Lima - Bagai Kena Buah Malaka

Mulai dari awal
                                    

"Kalau lo udah selesai ngomong, silakan keluar Bapak Baron. Lo bikin suasana nggak nyaman."

Baron masih memperhatikanku tajam, lalu dia keluar tanpa bicara apa-apa. Setelah konfrontasi itu, kakiku rasanya lemas. Aku duduk menghadap laptop tanpa berniat kerja dan memijat pelipis yang pening. Suara keripik dikunyah masih saja terdengar. Kuangkat wajah dan melihat ketiga anak magang itu sedang memperhatikanku.

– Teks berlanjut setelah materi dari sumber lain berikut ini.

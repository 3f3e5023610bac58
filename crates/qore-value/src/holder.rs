//! Scoped owners (component G) that release a `Value`/`Node` on every
//! exit path — the normal return, an early `return`, and a panic unwind
//! all run the same `Drop` — wired to the sink that the eventual destructor
//! call (which may itself raise, per spec.md §9's "may-throw in
//! destructor" design note) appends to.

use crate::node::{Node, Sink};
use crate::value::Value;

/// Holds a `Value` and releases it (via `Node::deref` if it is a `Node`)
/// when dropped, unless released early.
pub struct ValueHolder<'a> {
    value: Option<Value>,
    sink: &'a mut Sink,
}

impl<'a> ValueHolder<'a> {
    pub fn new(value: Value, sink: &'a mut Sink) -> Self {
        Self {
            value: Some(value),
            sink,
        }
    }

    pub fn as_value(&self) -> &Value {
        self.value.as_ref().expect("ValueHolder used after release")
    }

    /// Hands ownership back to the caller without releasing, nulling out
    /// this holder's state so its `Drop` becomes a no-op.
    pub fn release(mut self) -> Value {
        self.value.take().expect("ValueHolder used after release")
    }
}

impl Drop for ValueHolder<'_> {
    fn drop(&mut self) {
        if let Some(Value::Node(n)) = self.value.take() {
            n.deref(self.sink);
        }
    }
}

/// As [`ValueHolder`] but over a bare `Node` handle, for call sites that
/// already unwrapped the `Value` tag (e.g. a constructor that always
/// returns a heap node).
pub struct NodeHolder<'a> {
    node: Option<Node>,
    sink: &'a mut Sink,
}

impl<'a> NodeHolder<'a> {
    pub fn new(node: Node, sink: &'a mut Sink) -> Self {
        Self {
            node: Some(node),
            sink,
        }
    }

    pub fn as_node(&self) -> &Node {
        self.node.as_ref().expect("NodeHolder used after release")
    }

    pub fn release(mut self) -> Node {
        self.node.take().expect("NodeHolder used after release")
    }
}

impl Drop for NodeHolder<'_> {
    fn drop(&mut self) {
        if let Some(n) = self.node.take() {
            n.deref(self.sink);
        }
    }
}

#[cfg(test)]
mod tests {
    use super::*;
    use crate::node::NodeData;
    use qore_sink::ExceptionSink;

    #[test]
    fn holder_releases_on_scope_exit() {
        let mut sink: Sink = ExceptionSink::new();
        {
            let _holder = ValueHolder::new(Value::Int64(3), &mut sink);
        }
        assert!(!sink.is_exception());
    }

    #[test]
    fn released_holder_does_not_double_release() {
        let mut sink: Sink = ExceptionSink::new();
        let node = Node::new(NodeData::Integer(1));
        let value = Value::Node(node.clone());
        let holder = ValueHolder::new(value, &mut sink);
        let released = holder.release();
        // Holder's Drop already ran as a no-op (state nulled); the caller
        // now owns the single remaining reference.
        assert!(matches!(released, Value::Node(_)));
        drop(released);
    }

    #[test]
    fn node_holder_runs_object_destructor_on_drop() {
        use crate::node::ObjectData;
        use std::sync::atomic::{AtomicBool, Ordering};
        use std::sync::Arc;

        let ran = Arc::new(AtomicBool::new(false));
        let ran2 = ran.clone();
        let mut obj = ObjectData::new("Thing");
        obj.destructor = Some(Arc::new(move |_, _| ran2.store(true, Ordering::SeqCst)));
        let node = Node::new(NodeData::Object(obj));

        let mut sink: Sink = ExceptionSink::new();
        {
            let _holder = NodeHolder::new(node, &mut sink);
        }
        assert!(ran.load(Ordering::SeqCst));
    }
}
//! The tagged carrier (component E) that is the primary currency between
//! the evaluator and its callers.

use crate::encoding::Encoding;
use crate::node::{Node, NodeData, Sink};
use qore_sink::ExceptionSink;

/// A tagged value: an unboxed primitive, or a reference to a heap `Node`.
///
/// Cloning is cheap in every case: for the unboxed tags it's a `Copy`,
/// for `Node` it's a ref-bump. There is no implicit deep-copy path on
/// `Value` itself — deep-ish copying is `Node::real_copy`, called
/// explicitly by operators that need copy-on-write.
#[derive(Debug, Clone)]
pub enum Value {
    Bool(bool),
    Int64(i64),
    Float64(f64),
    Node(Node),
}

impl Value {
    pub fn from_bool(b: bool) -> Self {
        Value::Bool(b)
    }

    pub fn from_int(i: i64) -> Self {
        Value::Int64(i)
    }

    pub fn from_float(f: f64) -> Self {
        Value::Float64(f)
    }

    // "Nothing" has no dedicated tag in this model, since spec.md's Value
    // tag set is exactly {Bool, Int64, Float64, Node}; callers represent
    // the absence of a value as `Option<Value>` at whatever boundary
    // needs it (e.g. the `+` operator's fallthrough case), not as a Value
    // variant of its own.

    pub fn from_string(s: impl Into<String>, encoding: Encoding) -> Self {
        Value::Node(Node::new(NodeData::String {
            bytes: s.into().into_bytes(),
            encoding,
        }))
    }

    pub fn from_binary(bytes: impl Into<bytes::Bytes>) -> Self {
        Value::Node(Node::new(NodeData::Binary(bytes.into())))
    }

    pub fn from_list(items: Vec<Value>) -> Self {
        Value::Node(Node::new(NodeData::List(items)))
    }

    pub fn from_hash(items: indexmap::IndexMap<String, Value>) -> Self {
        Value::Node(Node::new(NodeData::Hash(items)))
    }

    pub fn as_node(&self) -> Option<&Node> {
        match self {
            Value::Node(n) => Some(n),
            _ => None,
        }
    }

    pub fn needs_eval(&self) -> bool {
        matches!(self, Value::Node(n) if n.needs_eval())
    }

    // ---- total coercions (spec.md §4.E) ----

    pub fn get_as_bool(&self) -> bool {
        match self {
            Value::Bool(b) => *b,
            Value::Int64(i) => *i != 0,
            Value::Float64(f) => *f != 0.0,
            Value::Node(n) => match n.data() {
                NodeData::Integer(i) => *i != 0,
                NodeData::Float(f) => *f != 0.0,
                NodeData::Boolean(b) => *b,
                NodeData::Number(d) => !d.is_zero(),
                NodeData::String { bytes, .. } => !bytes.is_empty(),
                NodeData::Binary(b) => !b.is_empty(),
                NodeData::List(items) => !items.is_empty(),
                NodeData::Hash(items) => !items.is_empty(),
                _ => true,
            },
        }
    }

    pub fn get_as_int64(&self) -> i64 {
        match self {
            Value::Bool(b) => *b as i64,
            Value::Int64(i) => *i,
            Value::Float64(f) => *f as i64,
            Value::Node(n) => match n.data() {
                NodeData::Integer(i) => *i,
                NodeData::Float(f) => *f as i64,
                NodeData::Boolean(b) => *b as i64,
                NodeData::Number(d) => {
                    use rust_decimal::prelude::ToPrimitive;
                    d.to_i64().unwrap_or(0)
                }
                NodeData::String { bytes, .. } => parse_leading_int(&String::from_utf8_lossy(bytes)),
                _ => 0,
            },
        }
    }

    pub fn get_as_float(&self) -> f64 {
        match self {
            Value::Bool(b) => {
                if *b {
                    1.0
                } else {
                    0.0
                }
            }
            Value::Int64(i) => *i as f64,
            Value::Float64(f) => *f,
            Value::Node(n) => match n.data() {
                NodeData::Integer(i) => *i as f64,
                NodeData::Float(f) => *f,
                NodeData::Boolean(b) => {
                    if *b {
                        1.0
                    } else {
                        0.0
                    }
                }
                NodeData::Number(d) => {
                    use rust_decimal::prelude::ToPrimitive;
                    d.to_f64().unwrap_or(0.0)
                }
                NodeData::String { bytes, .. } => {
                    String::from_utf8_lossy(bytes).trim().parse().unwrap_or(0.0)
                }
                _ => 0.0,
            },
        }
    }

    pub fn get_as_string(&self) -> String {
        match self {
            Value::Bool(b) => b.to_string(),
            Value::Int64(i) => i.to_string(),
            Value::Float64(f) => f.to_string(),
            Value::Node(n) => match n.data() {
                NodeData::String { bytes, .. } => String::from_utf8_lossy(bytes).into_owned(),
                NodeData::Integer(i) => i.to_string(),
                NodeData::Float(f) => f.to_string(),
                NodeData::Boolean(b) => b.to_string(),
                NodeData::Number(d) => d.to_string(),
                NodeData::Date(d) => d.to_string(),
                _ => String::new(),
            },
        }
    }

    /// Encoding of this value if it is a string node, used by the `+`
    /// operator to decide the result encoding.
    pub fn string_encoding(&self) -> Option<Encoding> {
        match self {
            Value::Node(n) => match n.data() {
                NodeData::String { encoding, .. } => Some(*encoding),
                _ => None,
            },
            _ => None,
        }
    }

    /// If tagged `Node` but the payload is actually a boxed primitive
    /// (`IntegerNode`/`FloatNode`/`BooleanNode`), unpack it into the
    /// unboxed tag and drop the Node reference. Idempotent.
    pub fn sanitize(self, sink: &mut Sink) -> Value {
        if let Value::Node(n) = &self {
            let unpacked = match n.data() {
                NodeData::Integer(i) => Some(Value::Int64(*i)),
                NodeData::Float(f) => Some(Value::Float64(*f)),
                NodeData::Boolean(b) => Some(Value::Bool(*b)),
                _ => None,
            };
            if let Some(v) = unpacked {
                let Value::Node(n) = self else { unreachable!() };
                n.deref(sink);
                return v;
            }
        }
        self
    }

    /// Discards any held reference and sets `self` to `x`, returning the
    /// displaced value so the caller can `deref` it with a sink it knows
    /// is appropriate (a plain sink, or one tied to the thread currently
    /// unwinding an exception).
    pub fn assign(&mut self, x: Value) -> Value {
        std::mem::replace(self, x)
    }

    pub fn is_equal_hard(&self, other: &Value) -> bool {
        match (self, other) {
            (Value::Bool(a), Value::Bool(b)) => a == b,
            (Value::Int64(a), Value::Int64(b)) => a == b,
            (Value::Float64(a), Value::Float64(b)) => a == b,
            (Value::Node(a), Value::Node(b)) => a.is_equal_hard(b),
            _ => false,
        }
    }

    pub fn is_equal_soft(&self, other: &Value) -> bool {
        if self.is_equal_hard(other) {
            return true;
        }
        match (self, other) {
            (Value::Node(a), Value::Node(b)) => a.is_equal_soft(b),
            (Value::Node(a), _) if matches!(a.data(), NodeData::String { .. }) => {
                self.get_as_string() == other.get_as_string()
            }
            (_, Value::Node(b)) if matches!(b.data(), NodeData::String { .. }) => {
                self.get_as_string() == other.get_as_string()
            }
            _ => self.get_as_float() == other.get_as_float(),
        }
    }
}

impl std::fmt::Display for Value {
    fn fmt(&self, f: &mut std::fmt::Formatter<'_>) -> std::fmt::Result {
        f.write_str(&self.get_as_string())
    }
}

fn parse_leading_int(s: &str) -> i64 {
    let s = s.trim();
    let mut end = 0;
    let bytes = s.as_bytes();
    if end < bytes.len() && (bytes[end] == b'+' || bytes[end] == b'-') {
        end += 1;
    }
    let digits_start = end;
    while end < bytes.len() && bytes[end].is_ascii_digit() {
        end += 1;
    }
    if end == digits_start {
        return 0;
    }
    s[..end].parse().unwrap_or(0)
}

/// Eager vs. optional-deref evaluation (spec.md §4.E, §9's "small return
/// bundle {value, needs_deref}"). `Borrowed` is used when the evaluator
/// can hand back a reference to an already-existing object (e.g. a
/// variable read) without a ref-bump/ref-drop round trip.
pub enum EvalResult<'a> {
    Owned(Value),
    Borrowed(&'a Value),
}

impl<'a> EvalResult<'a> {
    pub fn as_value(&self) -> &Value {
        match self {
            EvalResult::Owned(v) => v,
            EvalResult::Borrowed(v) => v,
        }
    }

    /// Converts to an owned value, ref-bumping only if this was borrowed.
    pub fn into_owned(self) -> Value {
        match self {
            EvalResult::Owned(v) => v,
            EvalResult::Borrowed(v) => v.clone(),
        }
    }

    pub fn needs_deref(&self) -> bool {
        matches!(self, EvalResult::Owned(_))
    }
}

/// Eager entry point: always returns an owning value that must be
/// released. Parse nodes dispatch to operator evaluation; every other
/// variant evaluates to a ref-bumped self, per spec.md §4.F.
pub fn eval(value: &Value, sink: &mut Sink) -> Value {
    if let Value::Node(n) = value {
        if let NodeData::ParseNode(pn) = n.data() {
            return crate::operators::eval_parse_node(pn, sink);
        }
    }
    value.clone()
}

/// Optional-deref entry point: borrows when the value is already a
/// realized (non-parse-node) value, avoiding a ref-bump/ref-drop pair.
pub fn eval_optional<'a>(value: &'a Value, sink: &mut Sink) -> EvalResult<'a> {
    if value.needs_eval() {
        EvalResult::Owned(eval(value, sink))
    } else {
        EvalResult::Borrowed(value)
    }
}
//! The block decoder: turns a raw sector into a decoded block
//! carrying link ids, its payload, and the payload's chunk chain.

use fmp_base::{Error, Result};

use crate::chunk::{parse_payload, Chunk};
use crate::sector::Dialect;

/// A decoded sector. Owns its payload; every `Chunk` in
/// `chunks` is a byte range into that payload, never a standalone slice,
/// so a block and its chunks can never outlive each other.
#[derive(Debug, Clone)]
pub(crate) struct Block {
    pub(crate) this_id: u32,
    pub(crate) prev_id: u32,
    pub(crate) next_id: u32,
    payload: Vec<u8>,
    pub(crate) chunks: Vec<Chunk>,
}

impl Block {
    pub(crate) fn chunk_data(&self, chunk: &Chunk) -> &[u8] {
        chunk.data(&self.payload)
    }
}

/// Decodes a raw sector buffer (already demasked upstream, see note
/// below) into a `Block`.
///
/// Sector ids are stored as 2-byte units for the pre-v7 dialects; the
/// dialect's `sector_index_shift` folds that back down to sector-addressable
/// units.
pub(crate) fn decode_sector(raw: &[u8], this_id: u32, dialect: &Dialect) -> Result<Block> {
    if raw.len() < dialect.head_len {
        return Err(Error::bad_sector("sector shorter than header"));
    }

    let prev_id = read_u32(raw, dialect.prev_off)? >> dialect.sector_index_shift;
    let next_id = read_u32(raw, dialect.next_off)? >> dialect.sector_index_shift;

    let payload = match dialect.paylen_off {
        // Pre-v7 dialects pack the payload length into the 2-byte gap
        // between the link fields and `head_len` (offset 12..14) -- a u32
        // read here would run past `head_len` into the payload itself.
        Some(off) => {
            let paylen = read_u16(raw, off)? as usize;
            let start = dialect.head_len;
            let end = (start + paylen).min(raw.len());
            raw[start..end].to_vec()
        }
        None => raw[dialect.head_len..].to_vec(),
    };

    let chunks = parse_payload(&payload, dialect.version_num);

    Ok(Block {
        this_id,
        prev_id,
        next_id,
        payload,
        chunks,
    })
}

fn read_u32(raw: &[u8], off: usize) -> Result<u32> {
    let bytes: [u8; 4] = raw
        .get(off..off + 4)
        .and_then(|s| s.try_into().ok())
        .ok_or_else(|| Error::bad_sector("link field past end of sector"))?;
    Ok(u32::from_be_bytes(bytes))
}

fn read_u16(raw: &[u8], off: usize) -> Result<u16> {
    let bytes: [u8; 2] = raw
        .get(off..off + 2)
        .and_then(|s| s.try_into().ok())
        .ok_or_else(|| Error::bad_sector("payload length field past end of sector"))?;
    Ok(u16::from_be_bytes(bytes))
}
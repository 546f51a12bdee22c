// A closed error taxonomy (no #[non_exhaustive] -- the set is closed by
// design) wrapped the same way submerge-base wraps its own errors: capture
// a backtrace at construction and log through tracing immediately, so an
// error is visible exactly once, as close to its origin as possible,
// regardless of how far it later propagates.

use backtrace_error::DynBacktraceError;
use std::io;
use tracing::error;

#[cfg(test)]
use test_log::test;

/// The closed set of ways a decode can fail. Mirrors the FMP_ERROR_* taxonomy
/// of the legacy C library one-for-one.
#[derive(Debug, Clone, PartialEq, Eq, thiserror::Error)]
pub enum ErrorKind {
    #[error("failed to open file: {0}")]
    Open(String),
    #[error("seek failed: {0}")]
    Seek(String),
    #[error("read failed: {0}")]
    Read(String),
    #[error("allocation failed: {0}")]
    Malloc(String),
    #[error("bad magic number")]
    BadMagic,
    #[error("unsupported character set: {0}")]
    UnsupportedCharset(String),
    #[error("bad sector: {0}")]
    BadSector(String),
    #[error("bad sector count")]
    BadSectorCount,
    #[error("memory mapping is not available for this input")]
    NoMemoryMapAvailable,
    #[error("user callback aborted traversal")]
    UserAborted,
}

#[derive(Debug)]
pub struct Error {
    kind: ErrorKind,
    // Kept around for its Display/backtrace; the classified kind above is
    // the thing callers actually match on.
    #[allow(dead_code)]
    inner: DynBacktraceError,
}

pub type Result<T> = std::result::Result<T, Error>;

impl Error {
    pub fn new(kind: ErrorKind) -> Error {
        error!(target: "fmp", "{kind}");
        let inner = DynBacktraceError::from(kind.clone());
        Error { kind, inner }
    }

    pub fn kind(&self) -> &ErrorKind {
        &self.kind
    }

    pub fn open(source: io::Error) -> Error {
        Error::new(ErrorKind::Open(source.to_string()))
    }

    pub fn seek(source: io::Error) -> Error {
        Error::new(ErrorKind::Seek(source.to_string()))
    }

    pub fn read(source: io::Error) -> Error {
        Error::new(ErrorKind::Read(source.to_string()))
    }

    pub fn bad_sector(msg: impl Into<String>) -> Error {
        Error::new(ErrorKind::BadSector(msg.into()))
    }
}

impl std::fmt::Display for Error {
    fn fmt(&self, f: &mut std::fmt::Formatter<'_>) -> std::fmt::Result {
        write!(f, "{}", self.kind)
    }
}

impl std::error::Error for Error {}

#[test]
fn test_error_kind_roundtrip() {
    let e = Error::new(ErrorKind::BadMagic);
    assert_eq!(*e.kind(), ErrorKind::BadMagic);
}
//! The chunk parser: turns a block's payload into an ordered chain
//! of tagged chunks.
//!
//! The on-disk tag byte values below are this decoder's own choice of
//! encoding, not a claim to match any particular real FileMaker byte
//! assignment one for one -- only the *shape* of the chunk taxonomy is
//! pinned down (path push/pop, short/long refs, segmented data, raw data,
//! no-ops). This crate's tests are written purely in terms of chunk
//! *behavior*; the tag values are an implementation detail behind that
//! behavior.
//!
//! Tag layout, one byte, then type-dependent fields:
//!
//! | tag  | chunk            | fields following the tag                       |
//! |------|-------------------|------------------------------------------------|
//! | 0x00 | `NOOP`            | (none)                                          |
//! | 0x01 | `PATH_PUSH`       | 1-byte len, then `len` data bytes               |
//! | 0x02 | `PATH_POP`        | (none)                                          |
//! | 0x03 | `FIELD_REF_SIMPLE`| 1-byte ref, 2-byte LE len, then `len` data bytes|
//! | 0x04 | `FIELD_REF_LONG`  | varint ref, 2-byte LE len, then `len` data bytes|
//! | 0x05 | `DATA_SEGMENT`    | 1-byte segment index, 2-byte LE len, then data  |
//! | 0x06 | `DATA_SIMPLE`     | 2-byte LE len, then `len` data bytes            |
//!
//! Any other tag byte is unknown; the remainder of the payload is
//! discarded and the chain ends there without an error.
//!
//! The long ref's varint uses the usual base-128 continuation encoding:
//! each byte contributes its low 7 bits, high bit set means "more bytes
//! follow", most significant group first.

/// A byte range into a `Block`'s payload buffer. Never valid on its own;
/// always resolved via `Block::chunk_data`.
#[derive(Debug, Clone, Copy, PartialEq, Eq)]
pub struct DataRef {
    pub(crate) offset: usize,
    pub(crate) len: usize,
}

impl DataRef {
    pub(crate) fn empty() -> Self {
        DataRef { offset: 0, len: 0 }
    }

    pub(crate) fn resolve<'a>(&self, payload: &'a [u8]) -> &'a [u8] {
        &payload[self.offset..self.offset + self.len]
    }
}

#[derive(Debug, Clone, Copy, PartialEq, Eq)]
pub enum ChunkKind {
    PathPush,
    PathPop,
    FieldRefSimple { r#ref: u8 },
    FieldRefLong { r#ref: u64 },
    DataSegment { segment_index: u8 },
    DataSimple,
    Noop,
}

/// The atomic decoded unit of a block's payload.
#[derive(Debug, Clone, Copy, PartialEq, Eq)]
pub struct Chunk {
    pub kind: ChunkKind,
    pub(crate) data: DataRef,
    pub version_num: u8,
}

impl Chunk {
    pub fn data<'a>(&self, payload: &'a [u8]) -> &'a [u8] {
        self.data.resolve(payload)
    }
}

/// Consumes `payload` and emits its chunk chain. Never fails: an
/// unrecognized tag or a length that overruns the remaining bytes just
/// ends the chain early, per the edge-case rule that truncated or
/// malformed payloads terminate cleanly rather than erroring the block.
pub(crate) fn parse_payload(payload: &[u8], version_num: u8) -> Vec<Chunk> {
    let mut chunks = Vec::new();
    let mut pos = 0usize;

    while pos < payload.len() {
        let tag = payload[pos];
        pos += 1;

        let chunk = match tag {
            0x00 => Chunk {
                kind: ChunkKind::Noop,
                data: DataRef::empty(),
                version_num,
            },
            0x01 => {
                let Some(len) = payload.get(pos).copied() else {
                    break;
                };
                pos += 1;
                let len = len as usize;
                if pos + len > payload.len() {
                    break;
                }
                let data = DataRef { offset: pos, len };
                pos += len;
                Chunk {
                    kind: ChunkKind::PathPush,
                    data,
                    version_num,
                }
            }
            0x02 => Chunk {
                kind: ChunkKind::PathPop,
                data: DataRef::empty(),
                version_num,
            },
            0x03 => {
                let Some(r#ref) = payload.get(pos).copied() else {
                    break;
                };
                pos += 1;
                let Some(data) = read_len16_data(payload, &mut pos) else {
                    break;
                };
                Chunk {
                    kind: ChunkKind::FieldRefSimple { r#ref },
                    data,
                    version_num,
                }
            }
            0x04 => {
                let Some(r#ref) = read_varint(payload, &mut pos) else {
                    break;
                };
                let Some(data) = read_len16_data(payload, &mut pos) else {
                    break;
                };
                Chunk {
                    kind: ChunkKind::FieldRefLong { r#ref },
                    data,
                    version_num,
                }
            }
            0x05 => {
                let Some(segment_index) = payload.get(pos).copied() else {
                    break;
                };
                pos += 1;
                let Some(data) = read_len16_data(payload, &mut pos) else {
                    break;
                };
                Chunk {
                    kind: ChunkKind::DataSegment { segment_index },
                    data,
                    version_num,
                }
            }
            0x06 => {
                let Some(data) = read_len16_data(payload, &mut pos) else {
                    break;
                };
                Chunk {
                    kind: ChunkKind::DataSimple,
                    data,
                    version_num,
                }
            }
            _ => break,
        };
        chunks.push(chunk);
    }

    chunks
}

fn read_len16_data(payload: &[u8], pos: &mut usize) -> Option<DataRef> {
    let lo = *payload.get(*pos)?;
    let hi = *payload.get(*pos + 1)?;
    *pos += 2;
    let len = u16::from_le_bytes([lo, hi]) as usize;
    if *pos + len > payload.len() {
        return None;
    }
    let data = DataRef { offset: *pos, len };
    *pos += len;
    Some(data)
}

fn read_varint(payload: &[u8], pos: &mut usize) -> Option<u64> {
    let mut value: u64 = 0;
    loop {
        let byte = *payload.get(*pos)?;
        *pos += 1;
        value = (value << 7) | (byte & 0x7F) as u64;
        if byte & 0x80 == 0 {
            return Some(value);
        }
    }
}

#[cfg(test)]
mod test {
    use super::*;
    use crate::path::path_element_value;
    use test_log::test;

    #[test]
    fn noop_and_pop_are_single_byte() {
        let chunks = parse_payload(&[0x00, 0x02, 0x00], 7);
        assert_eq!(chunks.len(), 3);
        assert_eq!(chunks[0].kind, ChunkKind::Noop);
        assert_eq!(chunks[1].kind, ChunkKind::PathPop);
        assert_eq!(chunks[2].kind, ChunkKind::Noop);
    }

    #[test]
    fn path_push_carries_its_data() {
        let payload = [0x01, 0x01, 0x80];
        let chunks = parse_payload(&payload, 7);
        assert_eq!(chunks.len(), 1);
        assert_eq!(chunks[0].kind, ChunkKind::PathPush);
        assert_eq!(
            path_element_value(chunks[0].data(&payload), chunks[0].version_num),
            0x80
        );
    }

    #[test]
    fn field_ref_simple_round_trip() {
        let payload = [0x03, 16, 0x03, 0x00, b'A', b'd', b'a'];
        let chunks = parse_payload(&payload, 7);
        assert_eq!(chunks.len(), 1);
        assert_eq!(chunks[0].kind, ChunkKind::FieldRefSimple { r#ref: 16 });
        assert_eq!(chunks[0].data(&payload), b"Ada");
    }

    #[test]
    fn field_ref_long_varint() {
        // 300 encoded as varint: 0x82 0x2C -> (0x02 << 7) | 0x2c = 300
        let payload = [0x04, 0x82, 0x2C, 0x00, 0x00];
        let chunks = parse_payload(&payload, 7);
        assert_eq!(chunks.len(), 1);
        assert_eq!(chunks[0].kind, ChunkKind::FieldRefLong { r#ref: 300 });
    }

    #[test]
    fn data_segment_carries_index() {
        let payload = [0x05, 2, 0x03, 0x00, b'f', b'o', b'o'];
        let chunks = parse_payload(&payload, 7);
        assert_eq!(
            chunks[0].kind,
            ChunkKind::DataSegment { segment_index: 2 }
        );
        assert_eq!(chunks[0].data(&payload), b"foo");
    }

    #[test]
    fn unknown_tag_ends_chain_without_panicking() {
        let payload = [0x00, 0xFF, 0x00, 0x00, 0x00];
        let chunks = parse_payload(&payload, 7);
        assert_eq!(chunks.len(), 1);
        assert_eq!(chunks[0].kind, ChunkKind::Noop);
    }

    #[test]
    fn truncated_length_prefix_ends_chain_cleanly() {
        let payload = [0x06, 0x05, 0x00, b'h', b'i'];
        let chunks = parse_payload(&payload, 7);
        assert!(chunks.is_empty());
    }

    #[test]
    fn zero_length_data_is_legal() {
        let payload = [0x06, 0x00, 0x00];
        let chunks = parse_payload(&payload, 7);
        assert_eq!(chunks.len(), 1);
        assert_eq!(chunks[0].data(&payload), b"");
    }
}
//! Data-driven game balance
//!
//! Every gameplay constant, loadable from JSON so balance passes don't need
//! a recompile. Defaults match [`crate::consts`]. Unknown knobs in the JSON
//! are rejected; missing ones fall back to the defaults.

use serde::{Deserialize, Serialize};

use crate::consts::*;

/// Tunable gameplay parameters for one session
#[derive(Debug, Clone, Serialize, Deserialize)]
#[serde(default, deny_unknown_fields)]
pub struct Tuning {
    // Paddle
    pub paddle_width: f32,
    pub paddle_height: f32,
    /// Distance of the paddle's top edge from the board bottom
    pub paddle_offset: f32,

    // Ball
    pub ball_radius: f32,
    /// Speed at serve (pixels per tick)
    pub ball_speed_base: f32,
    /// Hard speed cap
    pub ball_speed_max: f32,
    /// Multiplicative speed-up per paddle contact
    pub paddle_speedup: f32,
    /// Horizontal velocity per pixel of offset from paddle center
    pub paddle_spin: f32,
    /// Half-width of the launch cone around straight-up (radians)
    pub launch_cone: f32,

    // Brick field
    pub brick_rows: usize,
    pub brick_cols: usize,
    pub brick_gap: f32,
    pub brick_height: f32,
    pub field_padding: f32,
    pub field_top: f32,

    // Scoring
    pub brick_score: u64,
    pub start_lives: u8,
}

impl Default for Tuning {
    fn default() -> Self {
        Self {
            paddle_width: PADDLE_WIDTH,
            paddle_height: PADDLE_HEIGHT,
            paddle_offset: PADDLE_OFFSET,
            ball_radius: BALL_RADIUS,
            ball_speed_base: BALL_SPEED_BASE,
            ball_speed_max: BALL_SPEED_MAX,
            paddle_speedup: PADDLE_SPEEDUP,
            paddle_spin: PADDLE_SPIN,
            launch_cone: LAUNCH_CONE,
            brick_rows: BRICK_ROWS,
            brick_cols: BRICK_COLS,
            brick_gap: BRICK_GAP,
            brick_height: BRICK_HEIGHT,
            field_padding: FIELD_PADDING,
            field_top: FIELD_TOP,
            brick_score: BRICK_SCORE,
            start_lives: START_LIVES,
        }
    }
}

impl Tuning {
    /// Parse a tuning override from JSON; absent fields keep their defaults.
    pub fn from_json(json: &str) -> Result<Self, serde_json::Error> {
        serde_json::from_str(json)
    }

    /// Brick width for a given board width: the field fills the available
    /// width minus padding, split evenly with fixed gaps between columns.
    pub fn brick_width(&self, board_width: f32) -> f32 {
        let available = board_width - self.field_padding * 2.0;
        (available - (self.brick_cols as f32 - 1.0) * self.brick_gap) / self.brick_cols as f32
    }
}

"Kenapa kalian liatin saya?" tanyaku.

"Office drama, Man! Maksudku, biasanya aku cuma lihat di drama-drama, sekarang real. Oh my God! It's so exciting!" Ai berkata dengan raut berseri-seri.

"Kerja sana! Laporan proses project kalian saya tunggu sampai sore ini maksimal jam tiga. Nggak pakai nego!" semburku kesal karena gara-gara Baron aku jadi tontonan mereka.

"Dih! Dasar sipir!" sahut Mamet sambil mulai membuka laptop. Dia langsung menutup mulut saat melihatku melotot.

Harus kuakui, gosip dengan Baron ini memang sungguh mengganggu. Kupikir kalau didiamkan saja, gosip itu akan menghilang dengan sendirinya. Pikiran yang salah karena gosip itu justru menggila.

"Mungkin Kakak harus bikin semacam konfrensi pers?" usul DJ saat melihatku makin lama makin senewen.

"Emang saya artis? Udahlah kalian nggak usah mikirin. Urusin saja project kalian." Kulambaikan tangan dan DJ kembali ke pekerjaannya dengan tekun.

Sepanjang sisa hari itu ketiga anak magang tidak ada yang berulah. Mereka pasti tahu kalau suasana hatiku tidak baik. Biasanya aku bisa mencurahkan perasaan ke Ela, tapi sahabatku itu sedang tugas untuk audit cabang luar kota selama seminggu.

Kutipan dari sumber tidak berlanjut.